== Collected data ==
//! NATS message types

use serde::{Deserialize, Serialize};
use uuid::Uuid;
use chrono::{DateTime, Utc};

/// Generic request wrapper
#[derive(Debug, Clone, Serialize, Deserialize)]
#[serde(rename_all = "camelCase")]
pub struct Request<T> {
    pub id: Uuid,
    pub timestamp: DateTime<Utc>,
    /// Acting dispatcher, recorded in audit columns only
    #[serde(default)]
    pub actor_id: Option<Uuid>,
    pub payload: T,
}

/// Generic success response wrapper
#[derive(Debug, Clone, Serialize, Deserialize)]
#[serde(rename_all = "camelCase")]
pub struct SuccessResponse<T> {
    pub id: Uuid,
    pub timestamp: DateTime<Utc>,
    pub payload: T,
}

impl<T> SuccessResponse<T> {
    pub fn new(request_id: Uuid, payload: T) -> Self {
        Self {
            id: request_id,
            timestamp: Utc::now(),
            payload,
        }
    }
}

/// Error response
#[derive(Debug, Clone, Serialize, Deserialize)]
#[serde(rename_all = "camelCase")]
pub struct ErrorResponse {
    pub id: Uuid,
    pub timestamp: DateTime<Utc>,
    pub error: ErrorDetail,
}

#[derive(Debug, Clone, Serialize, Deserialize)]
#[serde(rename_all = "camelCase")]
pub struct ErrorDetail {
    pub code: String,
    pub message: String,
    #[serde(skip_serializing_if = "Option::is_none")]
    pub details: Option<serde_json::Value>,
}

impl ErrorResponse {
    pub fn new(request_id: Uuid, code: impl Into<String>, message: impl Into<String>) -> Self {
        Self {
            id: request_id,
            timestamp: Utc::now(),
            error: ErrorDetail {
                code: code.into(),
                message: message.into(),
                details: None,
            },
        }
    }
}

#[cfg(test)]
mod tests {
    use super::*;

    #[test]
    fn test_request_without_actor_parses() {
        let json = r#"{
            "id": "123e4567-e89b-12d3-a456-426614174000",
            "timestamp": "2026-10-18T08:00:00Z",
            "payload": {}
        }"#;

        let request: Request<serde_json::Value> = serde_json::from_str(json).unwrap();
        assert!(request.actor_id.is_none());
    }

    #[test]
    fn test_error_response_skips_empty_details() {
        let response = ErrorResponse::new(Uuid::nil(), "NOT_FOUND", "Batch 7 not found");
        let json = serde_json::to_string(&response).unwrap();

        assert!(json.contains("\"code\":\"NOT_FOUND\""));
        assert!(!json.contains("details"));
    }
}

== Exercise directions ==
The data is to be given again in full, with every line exact.

== Completed exercise ==
//! NATS message types

use serde::{Deserialize, Serialize};
use uuid::Uuid;
use chrono::{DateTime, Utc};

/// Generic request wrapper
#[derive(Debug, Clone, Serialize, Deserialize)]
#[serde(rename_all = "camelCase")]
pub struct Request<T> {
    pub id: Uuid,
    pub timestamp: DateTime<Utc>,
    /// Acting dispatcher, recorded in audit columns only
    #[serde(default)]
    pub actor_id: Option<Uuid>,
    pub payload: T,
}

/// Generic success response wrapper
#[derive(Debug, Clone, Serialize, Deserialize)]
#[serde(rename_all = "camelCase")]
pub struct SuccessResponse<T> {
    pub id: Uuid,
    pub timestamp: DateTime<Utc>,
    pub payload: T,
}

impl<T> SuccessResponse<T> {
    pub fn new(request_id: Uuid, payload: T) -> Self {
        Self {
            id: request_id,
            timestamp: Utc::now(),
            payload,
        }
    }
}

/// Error response
#[derive(Debug, Clone, Serialize, Deserialize)]
#[serde(rename_all = "camelCase")]
pub struct ErrorResponse {
    pub id: Uuid,
    pub timestamp: DateTime<Utc>,
    pub error: ErrorDetail,
}

#[derive(Debug, Clone, Serialize, Deserialize)]
#[serde(rename_all = "camelCase")]
pub struct ErrorDetail {
    pub code: String,
    pub message: String,
    #[serde(skip_serializing_if = "Option::is_none")]
    pub details: Option<serde_json::Value>,
}

impl ErrorResponse {
    pub fn new(request_id: Uuid, code: impl Into<String>, message: impl Into<String>) -> Self {
        Self {
            id: request_id,
            timestamp: Utc::now(),
            error: ErrorDetail {
                code: code.into(),
                message: message.into(),
                details: None,
            },
        }
    }
}

#[cfg(test)]
mod tests {
    use super::*;

    #[test]
    fn test_request_without_actor_parses() {
        let json = r#"{
            "id": "123e4567-e89b-12d3-a456-426614174000",
            "timestamp": "2026-10-18T08:00:00Z",
            "payload": {}
        }"#;

        let request: Request<serde_json::Value> = serde_json::from_str(json).unwrap();
        assert!(request.actor_id.is_none());
    }

    #[test]
    fn test_error_response_skips_empty_details() {
        let response = ErrorResponse::new(Uuid::nil(), "NOT_FOUND", "Batch 7 not found");
        let json = serde_json::to_string(&response).unwrap();

        assert!(json.contains("\"code\":\"NOT_FOUND\""));
        assert!(!json.contains("details"));
    }
}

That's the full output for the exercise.